> Problem:
Transcribe only the lines between the first line of the records and the line containing "2. **Provider model**", inclusive, exactly as written.

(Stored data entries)
○ ○ ○ ○
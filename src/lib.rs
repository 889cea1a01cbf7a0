//! # CAPI Installer Test Harness
//!
//! Shared configuration and helpers for the managed OpenShift deployment test
//! suite built on Cluster API.
//!
//! ## Overview
//!
//! The test suite validates that a management cluster (Kind or an external
//! MCE-managed cluster) can deploy a managed OpenShift workload cluster
//! through Cluster API providers:
//!
//! - **ARO HCP** on Azure via CAPZ and Azure Service Operator
//! - **ROSA HCP** on AWS via CAPA
//!
//! This crate provides the pieces every test phase shares:
//!
//! 1. **Configuration** - [`config::HarnessConfig`] resolves environment
//!    variables, the deployment-state file of a previous run, and compiled-in
//!    defaults into one immutable process-wide configuration
//! 2. **Provider model** - [`provider::InfraProvider`] describes each
//!    provider's controllers, webhooks, credential secrets, charts, and
//!    required tooling
//! 3. **Manifest parsing** - [`manifest`] reads authoritative resource names
//!    back from the generated `aro.yaml` and kubeconfig files
//! 4. **Cleanup** - [`cleanup`] finds and deletes leftover Azure resources
//!    from failed runs (also shipped as the `cleanup-azure-resources` binary)
//!
//! Test phases run as separate processes driven by make targets, so anything
//! that must be stable across phases (repository checkout location, workload
//! cluster namespace) is resolved deterministically or persisted to disk.

pub mod cleanup;
pub mod config;
pub mod constants;
pub mod manifest;
pub mod provider;

pub use config::{HarnessConfig, ValueSource};
pub use provider::{InfraProvider, ProviderKind};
○ ○ ○ ○
> Answer for the task:
filename src/lib.rs
repository 889cea1a01cbf7a0
//! # CAPI Installer Test Harness
//!
//! Shared configuration and helpers for the managed OpenShift deployment test
//! suite built on Cluster API.
//!
//! ## Overview
//!
//! The test suite validates that a management cluster (Kind or an external
//! MCE-managed cluster) can deploy a managed OpenShift workload cluster
//! through Cluster API providers:
//!
//! - **ARO HCP** on Azure via CAPZ and Azure Service Operator
//! - **ROSA HCP** on AWS via CAPA
//!
//! This crate provides the pieces every test phase shares:
//!
//! 1. **Configuration** - [`config::HarnessConfig`] resolves environment
//!    variables, the deployment-state file of a previous run, and compiled-in
//!    defaults into one immutable process-wide configuration
//! 2. **Provider model** - [`provider::InfraProvider`] describes each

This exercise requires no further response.